In my last post I talked about how to prepare psychologically for that first plunge into investment. Okay, so now you’re ready, somewhat calm and almost fearless. In this post I’ll drill down from there to one aspect of investing that touches every other aspect and allows you to sleep better at night – DUE DILIGENCE. This simply means investigating the investment from all angles to see if it makes sense. You might find a property that looks promising and want to tie it up before someone else gets it in order to have time to investigate it.

Sale Contract and house by ginkgo2

You’re a grownup taking a risk and no one cares (except maybe your family and friends).

It’s your responsibility to do your homework. You can’t depend on the law of averages that it will probably be okay because it costs too much to break that law. You can’t depend on the good word of the seller, because sellers sometimes don’t know, sometimes don’t care or sometimes don’t tell. You can’t depend on the legal system (many state laws don’t protect an investor from misrepresentation like they protect a homeowner, plus lawyers are expensive). Yes, many people buy investment properties without a hitch, but hitches happen and you don’t want hitches happening to you. There may be places to skimp and save money in the process, but this isn’t one of them.

Due diligence starts pre-contract.

Know the contract. Read the contract. Be one with the contract. The contract should allow you time, from one week to a couple of months, depending on the nature of the investment property, to perform due diligence and be able to walk away for any reason and have your earnest money returned in full. There are other aspects of a contract that are important that I will drill down to in a later post. If you need help with the contract, rely on a real estate professional or an attorney experienced in commercial real estate. If a seller pushes you vigorously to shorten your time-frame, train your mind to hear a warning buzzer.
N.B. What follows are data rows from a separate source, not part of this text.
//! Authentication flows
//!
//! Ties the stores together for local credentials, the OAuth
//! authorization-code flow and session management. HTTP concerns (cookies,
//! redirects, status codes) stay in the `auth` handlers.

use chrono::Utc;
use std::sync::Arc;
use tracing::{info, warn};

use super::audit::{AuditLog, AuthAction, AuthEvent};
use super::identity::IdentityResolver;
use super::password::{hash_password, verify_password};
use super::sessions::SessionStore;
use super::tokens::TokenPair;
use crate::common::{generate_user_id, safe_email_log, AuthError, RequestMeta};
use crate::oauth::{FlowAction, PkceStore, ProviderRegistry, StateParam};
use crate::users::{models::normalize_email, User, UserRepository};

pub const DEFAULT_REDIRECT_PATH: &str = "/dashboard";

const LOCAL_PROVIDER: &str = "local";

#[derive(Debug, Clone)]
pub struct NewAccount {
    pub email: String,
    pub password: String,
    pub first_name: Option<String>,
    pub last_name: Option<String>,
}

#[derive(Debug)]
pub struct Session {
    pub user: User,
    pub tokens: TokenPair,
}

/// Result of a completed provider callback
#[derive(Debug)]
pub enum OAuthOutcome {
    /// Signed in (or signed up); a new session was issued
    SignedIn {
        session: Session,
        redirect_path: String,
    },
    /// Provider attached to the account that started the flow; no new session
    Linked { user: User, redirect_path: String },
}

impl OAuthOutcome {
    pub fn redirect_path(&self) -> &str {
        match self {
            OAuthOutcome::SignedIn { redirect_path, .. } => redirect_path,
            OAuthOutcome::Linked { redirect_path, .. } => redirect_path,
        }
    }
}

pub struct AuthService {
    repo: Arc<dyn UserRepository>,
    identity: Arc<IdentityResolver>,
    sessions: Arc<SessionStore>,
    pkce: Arc<PkceStore>,
    providers: ProviderRegistry,
    audit: AuditLog,
}

impl AuthService {
    pub fn new(
        repo: Arc<dyn UserRepository>,
        identity: Arc<IdentityResolver>,
        sessions: Arc<SessionStore>,
        pkce: Arc<PkceStore>,
        providers: ProviderRegistry,
        audit: AuditLog,
    ) -> Self {
        Self {
            repo,
            identity,
            sessions,
            pkce,
            providers,
            audit,
        }
    }

    // ========================================================================
    // LOCAL ACCOUNTS
    // ========================================================================

    pub async fn register(&self, account: NewAccount, meta: &RequestMeta) -> Result<User, AuthError> {
        let email = normalize_email(&account.email);
        if self.repo.find_by_email(&email).await?.is_some() {
            return Err(AuthError::EmailAlreadyRegistered);
        }

        let mut user = User::new(generate_user_id(), &email);
        user.password_hash = Some(hash_password(&account.password)?);
        user.first_name = account.first_name;
        user.last_name = account.last_name;
        user.signup_source = Some(LOCAL_PROVIDER.to_string());

        self.repo.create(&user).await?;

        self.audit.record(
            AuthEvent::new(AuthAction::Register)
                .user(&user)
                .provider(LOCAL_PROVIDER)
                .meta(meta),
        );
        info!(user_id = %user.id, email = %safe_email_log(&user.email), "User registered");

        self.load(&user.id).await
    }

    pub async fn login(
        &self,
        email: &str,
        password: &str,
        meta: &RequestMeta,
    ) -> Result<Session, AuthError> {
        let email = normalize_email(email);
        let user = self.repo.find_by_email(&email).await?;

        let verified = match user.as_ref().and_then(|u| u.password_hash.as_deref()) {
            Some(hash) => verify_password(password, hash)?,
            None => false,
        };

        let user = match user {
            Some(user) if verified => user,
            _ => {
                self.audit.record(
                    AuthEvent::new(AuthAction::FailedLogin)
                        .email(&email)
                        .provider(LOCAL_PROVIDER)
                        .failed("Invalid credentials")
                        .meta(meta),
                );
                warn!(email = %safe_email_log(&email), "Failed login attempt");
                return Err(AuthError::InvalidCredentials);
            }
        };

        if !user.is_active {
            return Err(AuthError::UserInactive);
        }

        self.repo.record_login(&user.id, Utc::now()).await?;
        let user = self.load(&user.id).await?;
        let tokens = self.sessions.start(&user).await?;

        self.audit.record(
            AuthEvent::new(AuthAction::Login)
                .user(&user)
                .provider(LOCAL_PROVIDER)
                .meta(meta),
        );
        info!(user_id = %user.id, email = %safe_email_log(&user.email), "User logged in");

        Ok(Session { user, tokens })
    }

    pub async fn set_password(&self, user_id: &str, password: &str) -> Result<User, AuthError> {
        self.identity.set_password(user_id, password).await
    }

    // ========================================================================
    // OAUTH FLOW
    // ========================================================================

    /// Start a provider flow and return the authorization URL.
    ///
    /// With `link_to` set, the callback attaches the provider to that account
    /// instead of signing in.
    pub async fn begin_oauth(
        &self,
        provider: &str,
        redirect_path: Option<&str>,
        link_to: Option<&User>,
    ) -> Result<String, AuthError> {
        let adapter = self.providers.get(provider)?;

        if let Some(user) = link_to {
            if user.has_provider(provider) {
                return Err(AuthError::AlreadyLinkedSelf(provider.to_string()));
            }
        }

        let flow = self
            .pkce
            .begin(provider, link_to.map(|u| u.id.as_str()))
            .await;

        let state = StateParam {
            state: flow.state,
            redirect_path: Some(sanitize_redirect_path(redirect_path)),
        }
        .encode()?;

        let auth_url = adapter.authorization_url(&state, &flow.code_challenge)?;

        info!(
            provider = %provider,
            correlation_id = %flow.correlation_id,
            link = link_to.is_some(),
            "OAuth flow initiated"
        );

        Ok(auth_url)
    }

    /// Finish a provider callback.
    ///
    /// `raw_state` is the JSON `state` parameter exactly as the provider
    /// returned it. The pending flow is consumed before anything else, so a
    /// replayed callback fails with `InvalidState`.
    pub async fn complete_oauth(
        &self,
        provider: &str,
        code: &str,
        raw_state: &str,
        meta: &RequestMeta,
    ) -> Result<OAuthOutcome, AuthError> {
        let state = StateParam::decode(raw_state)?;

        let flow = self.pkce.consume(&state.state).await.ok_or_else(|| {
            warn!(provider = %provider, "Invalid or expired OAuth state");
            AuthError::InvalidState
        })?;

        let meta = meta.clone().with_correlation_id(flow.correlation_id.clone());
        let redirect_path = sanitize_redirect_path(state.redirect_path.as_deref());

        let result = self
            .finish_flow(provider, code, &flow, redirect_path, &meta)
            .await;

        if let Err(e) = &result {
            let mut event = AuthEvent::new(match flow.action {
                FlowAction::Login => AuthAction::OauthLogin,
                FlowAction::Link { .. } => AuthAction::LinkProvider,
            })
            .provider(provider)
            .failed(e.to_string())
            .meta(&meta);
            if let FlowAction::Link { user_id } = &flow.action {
                event = event.user_id(user_id);
            }
            self.audit.record(event);
            warn!(
                provider = %provider,
                correlation_id = %flow.correlation_id,
                error = %e,
                "OAuth callback failed"
            );
        }

        result
    }

    async fn finish_flow(
        &self,
        provider: &str,
        code: &str,
        flow: &crate::oauth::PendingFlow,
        redirect_path: String,
        meta: &RequestMeta,
    ) -> Result<OAuthOutcome, AuthError> {
        if flow.provider != provider {
            return Err(AuthError::ProviderMismatch);
        }

        let adapter = self.providers.get(provider)?;
        let provider_tokens = adapter.exchange_code(code, &flow.code_verifier, None).await?;
        let profile = adapter
            .fetch_canonical_profile(&provider_tokens.access_token)
            .await?;

        match &flow.action {
            FlowAction::Login => {
                let user = self
                    .identity
                    .resolve_or_create(provider, &profile, &provider_tokens, meta)
                    .await?;
                let tokens = self.sessions.start(&user).await?;
                Ok(OAuthOutcome::SignedIn {
                    session: Session { user, tokens },
                    redirect_path,
                })
            }
            FlowAction::Link { user_id } => {
                let user = self
                    .identity
                    .link(user_id, provider, &profile, &provider_tokens, meta)
                    .await?;
                Ok(OAuthOutcome::Linked {
                    user,
                    redirect_path,
                })
            }
        }
    }

    pub async fn unlink(
        &self,
        user_id: &str,
        provider: &str,
        meta: &RequestMeta,
    ) -> Result<User, AuthError> {
        self.identity.unlink(user_id, provider, meta).await
    }

    // ========================================================================
    // SESSIONS
    // ========================================================================

    pub async fn refresh(
        &self,
        refresh_token: &str,
        meta: &RequestMeta,
    ) -> Result<TokenPair, AuthError> {
        self.sessions.rotate(refresh_token, meta).await
    }

    /// End the session behind `refresh_token` (if presented)
    pub async fn logout(
        &self,
        user_id: &str,
        refresh_token: Option<&str>,
        meta: &RequestMeta,
    ) -> Result<(), AuthError> {
        if let Some(token) = refresh_token {
            self.sessions.revoke(user_id, token).await?;
        }

        self.audit
            .record(AuthEvent::new(AuthAction::Logout).user_id(user_id).meta(meta));
        info!(user_id = %user_id, "User logged out");
        Ok(())
    }

    /// End every session the user holds
    pub async fn logout_all(&self, user_id: &str, meta: &RequestMeta) -> Result<u64, AuthError> {
        let removed = self.sessions.revoke_all(user_id).await?;
        self.audit
            .record(AuthEvent::new(AuthAction::TokenRevoke).user_id(user_id).meta(meta));
        Ok(removed)
    }

    async fn load(&self, user_id: &str) -> Result<User, AuthError> {
        self.repo
            .find_by_id(user_id)
            .await?
            .ok_or(AuthError::UserNotFound)
    }
}

/// Only same-origin absolute paths survive the provider round-trip
pub fn sanitize_redirect_path(path: Option<&str>) -> String {
    match path {
        Some(p) if p.starts_with('/') && !p.starts_with("//") && !p.contains('\\') => p.to_string(),
        _ => DEFAULT_REDIRECT_PATH.to_string(),
    }
}
//! Authentication extractors for Axum

use async_trait::async_trait;
use axum::{
    extract::{Extension, FromRequestParts},
    http::{header::AUTHORIZATION, request::Parts},
};
use std::sync::Arc;
use tracing::{debug, warn};

use super::cookies::{read_cookie, ACCESS_COOKIE};
use crate::common::{safe_email_log, ApiError, AppState, AuthError};
use crate::users::{Role, User};

/// Authenticated user extractor
///
/// Reads the access token from the `accessToken` cookie, falling back to an
/// `Authorization: Bearer` header, and loads the account it names. Expired
/// tokens are rejected with `TOKEN_EXPIRED` so clients can refresh silently.
#[derive(Debug)]
pub struct AuthedUser {
    pub user: User,
}

impl AuthedUser {
    pub fn id(&self) -> &str {
        &self.user.id
    }

    pub fn require_role(&self, roles: &[Role]) -> Result<(), ApiError> {
        if roles.contains(&self.user.role) {
            Ok(())
        } else {
            warn!(user_id = %self.user.id, role = %self.user.role, "Insufficient permissions");
            Err(ApiError::Forbidden("Insufficient permissions".into()))
        }
    }
}

fn bearer_token(parts: &Parts) -> Option<String> {
    let value = parts.headers.get(AUTHORIZATION)?.to_str().ok()?;
    let token = value.strip_prefix("Bearer ").unwrap_or(value).trim();
    (!token.is_empty()).then(|| token.to_string())
}

#[async_trait]
impl<S> FromRequestParts<S> for AuthedUser
where
    S: Send + Sync,
{
    type Rejection = ApiError;

    async fn from_request_parts(parts: &mut Parts, state: &S) -> Result<Self, Self::Rejection> {
        let Extension(app_state): Extension<Arc<AppState>> =
            Extension::from_request_parts(parts, state)
                .await
                .map_err(|_| ApiError::InternalServer("missing app state".to_string()))?;

        let Some(token) = read_cookie(&parts.headers, ACCESS_COOKIE).or_else(|| bearer_token(parts))
        else {
            debug!("Authentication failed: no access token");
            return Err(ApiError::Unauthorized("Authentication required".into()));
        };

        let claims = app_state.sessions.verify_access(&token).map_err(|e| match e {
            AuthError::TokenExpired => ApiError::Auth(AuthError::TokenExpired),
            other => {
                warn!(error = %other, "Access token validation failed");
                ApiError::Auth(AuthError::TokenInvalid)
            }
        })?;

        let user = app_state.users.find_by_id(&claims.user_id).await?;

        match user {
            Some(user) if user.is_active => {
                debug!(
                    user_id = %user.id,
                    email = %safe_email_log(&user.email),
                    "User authentication successful via extractor"
                );
                Ok(AuthedUser { user })
            }
            _ => {
                warn!(user_id = %claims.user_id, "Authentication failed: user not found or inactive");
                Err(ApiError::Unauthorized("User not found or inactive".into()))
            }
        }
    }
}
#[cfg(test)]
mod tests {
    use super::*;
    use crate::common::migrations::test_pool;
    use chrono::Duration;

    fn link(provider_type: &str, provider_id: &str) -> ProviderLink {
        ProviderLink {
            provider_id: provider_id.to_string(),
            provider_type: provider_type.to_string(),
            email: Some("a@b.com".to_string()),
            display_name: Some("A".to_string()),
            profile_picture: None,
            access_token: Some("provider-access".to_string()),
            refresh_token: None,
            linked_at: Utc::now(),
        }
    }

    fn oauth_user(id: &str, email: &str, provider_type: &str, provider_id: &str) -> User {
        let mut user = User::new(id.to_string(), email);
        user.providers.push(link(provider_type, provider_id));
        user
    }

    fn refresh(token: &str, ttl: Duration) -> RefreshTokenRecord {
        let now = Utc::now();
        RefreshTokenRecord {
            token: token.to_string(),
            issued_at: now,
            expires_at: now + ttl,
        }
    }

    async fn repo() -> SqliteUserRepository {
        SqliteUserRepository::new(test_pool().await)
    }

    #[tokio::test]
    async fn test_create_and_find_by_each_key() {
        let repo = repo().await;
        repo.create(&oauth_user("U_1", "A@B.com", "google", "42"))
            .await
            .unwrap();

        let by_id = repo.find_by_id("U_1").await.unwrap().unwrap();
        assert_eq!(by_id.email, "a@b.com");
        assert_eq!(by_id.providers.len(), 1);
        assert_eq!(
            by_id.providers[0].access_token.as_deref(),
            Some("provider-access")
        );

        assert!(repo.find_by_email("a@B.COM").await.unwrap().is_some());
        let by_provider = repo.find_by_provider("google", "42").await.unwrap().unwrap();
        assert_eq!(by_provider.id, "U_1");
        assert!(repo.find_by_provider("facebook", "42").await.unwrap().is_none());
    }

    #[tokio::test]
    async fn test_duplicate_email_rejected() {
        let repo = repo().await;
        repo.create(&User::new("U_1".to_string(), "a@b.com"))
            .await
            .unwrap();
        let err = repo
            .create(&User::new("U_2".to_string(), "A@b.com"))
            .await
            .unwrap_err();
        assert!(matches!(err, AuthError::EmailAlreadyRegistered));
    }

    #[tokio::test]
    async fn test_provider_identity_has_single_owner() {
        let repo = repo().await;
        repo.create(&oauth_user("U_1", "a@b.com", "google", "42"))
            .await
            .unwrap();
        repo.create(&User::new("U_2".to_string(), "c@d.com"))
            .await
            .unwrap();

        let err = repo
            .add_provider_link("U_2", &link("google", "42"))
            .await
            .unwrap_err();
        assert!(matches!(err, AuthError::AlreadyLinkedOther));

        let err = repo
            .add_provider_link("U_1", &link("google", "99"))
            .await
            .unwrap_err();
        assert!(matches!(err, AuthError::AlreadyLinkedSelf(p) if p == "google"));

        // nothing half-written
        let u2 = repo.find_by_id("U_2").await.unwrap().unwrap();
        assert!(u2.providers.is_empty());
    }

    #[tokio::test]
    async fn test_guarded_unlink_keeps_last_method() {
        let repo = repo().await;
        repo.create(&oauth_user("U_1", "a@b.com", "google", "42"))
            .await
            .unwrap();

        assert!(!repo.remove_provider_link("U_1", "google").await.unwrap());
        assert_eq!(
            repo.find_by_id("U_1").await.unwrap().unwrap().providers.len(),
            1
        );

        repo.set_password_hash("U_1", "hash").await.unwrap();
        assert!(repo.remove_provider_link("U_1", "google").await.unwrap());
        assert!(repo
            .find_by_id("U_1")
            .await
            .unwrap()
            .unwrap()
            .providers
            .is_empty());
    }

    #[tokio::test]
    async fn test_unlink_allowed_with_second_provider() {
        let repo = repo().await;
        repo.create(&oauth_user("U_1", "a@b.com", "google", "42"))
            .await
            .unwrap();
        repo.add_provider_link("U_1", &link("facebook", "7"))
            .await
            .unwrap();

        assert!(repo.remove_provider_link("U_1", "google").await.unwrap());
        // now the only method left
        assert!(!repo.remove_provider_link("U_1", "facebook").await.unwrap());
    }

    #[tokio::test]
    async fn test_rotate_is_single_use_and_prunes() {
        let repo = repo().await;
        repo.create(&User::new("U_1".to_string(), "a@b.com"))
            .await
            .unwrap();

        repo.add_refresh_token("U_1", &refresh("stale", Duration::seconds(-5)))
            .await
            .unwrap();
        repo.add_refresh_token("U_1", &refresh("R1", Duration::days(7)))
            .await
            .unwrap();
        // adding R1 pruned the stale row
        assert_eq!(repo.list_refresh_tokens("U_1").await.unwrap().len(), 1);

        assert!(repo
            .rotate_refresh_token("U_1", "R1", &refresh("R2", Duration::days(7)))
            .await
            .unwrap());
        assert!(!repo
            .rotate_refresh_token("U_1", "R1", &refresh("R3", Duration::days(7)))
            .await
            .unwrap());

        let tokens: Vec<_> = repo
            .list_refresh_tokens("U_1")
            .await
            .unwrap()
            .into_iter()
            .map(|r| r.token)
            .collect();
        assert_eq!(tokens, vec!["R2".to_string()]);
    }

    #[tokio::test]
    async fn test_record_login_bumps_counter() {
        let repo = repo().await;
        repo.create(&User::new("U_1".to_string(), "a@b.com"))
            .await
            .unwrap();
        repo.record_login("U_1", Utc::now()).await.unwrap();
        repo.record_login("U_1", Utc::now()).await.unwrap();

        let user = repo.find_by_id("U_1").await.unwrap().unwrap();
        assert_eq!(user.login_count, 2);
        assert!(user.last_login.is_some());
    }

    #[tokio::test]
    async fn test_revocation() {
        let repo = repo().await;
        repo.create(&User::new("U_1".to_string(), "a@b.com"))
            .await
            .unwrap();
        for token in ["R1", "R2", "R3"] {
            repo.add_refresh_token("U_1", &refresh(token, Duration::days(7)))
                .await
                .unwrap();
        }

        assert!(repo.remove_refresh_token("U_1", "R2").await.unwrap());
        assert!(!repo.remove_refresh_token("U_1", "R2").await.unwrap());
        assert_eq!(repo.remove_all_refresh_tokens("U_1").await.unwrap(), 2);
        assert!(repo.list_refresh_tokens("U_1").await.unwrap().is_empty());
    }
}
Not too quickly and not too superficially

If your potential investment property is land outside a busy suburb that you hope can be developed, your due diligence, of course, will be different than if it’s a building downtown that could be used for a restaurant, and different if it’s a quadplex used for rental. Here, we’ll assume it’s not just land. One reason I suggested a first time investor stick with something in an area they are familiar with is that you understand the trends of that area, hopefully know some players there and it’s easier to make assessments on use possibilities. Perhaps you’ve been going to neighborhood planning meetings, you know someone who knows someone who knows someone who works at the courthouse and can help guide you with zoning, to read all the fine print and addendums so that you understand all the possibilities of how the property can be used. If you’ve investigated planning, zoning and city ordinances, you should have a good idea of what is allowed and might even discover possibilities you hadn’t thought about before. If you’re unfamiliar with this process of investigation, ask someone experienced to run you through it – it’s not that difficult, just a little time consuming.

Physical inspection

Make sure you get a certified inspector to inspect the property, and get an environmental inspection for all concerns pertinent to your area. Get an inspector who comes with references and develop a close relationship. Let the inspector know what you expect and find out what they don’t inspect. A good inspector might not know everything, but they should know enough to recommend more in depth inspections of what they notice – for example, a good inspector who notices structural warning signs is not a structural engineer, but they can detect signs and recommend getting a structural letter from a structural engineer. This is another drill down subject I’ll cover later.

Financial Investigation

Let’s say you’re investing in a quadplex. You’ll want to get a rental history, vacancy rates, maintenance fees, property management fees (if property management needs to be hired out), taxes, insurance, leases (read the leases very carefully – Triple net? – who pays what? – who’s responsible for what? ect.) When you made the offer, it was an educated guess based on comparables, cap rates and the like, but now you need to put the green shades on and crunch numbers. The property and the surrounding area might have looked good before, but now that you’re looking with a magnifying glass, it might seem like the area is going down and areas close by are going up which could hurt your bottom line if the trend continues. You’ll want to investigate your financing options, determine your fixed and variable costs, in order to see if your return on investment is in line with what you had in mind.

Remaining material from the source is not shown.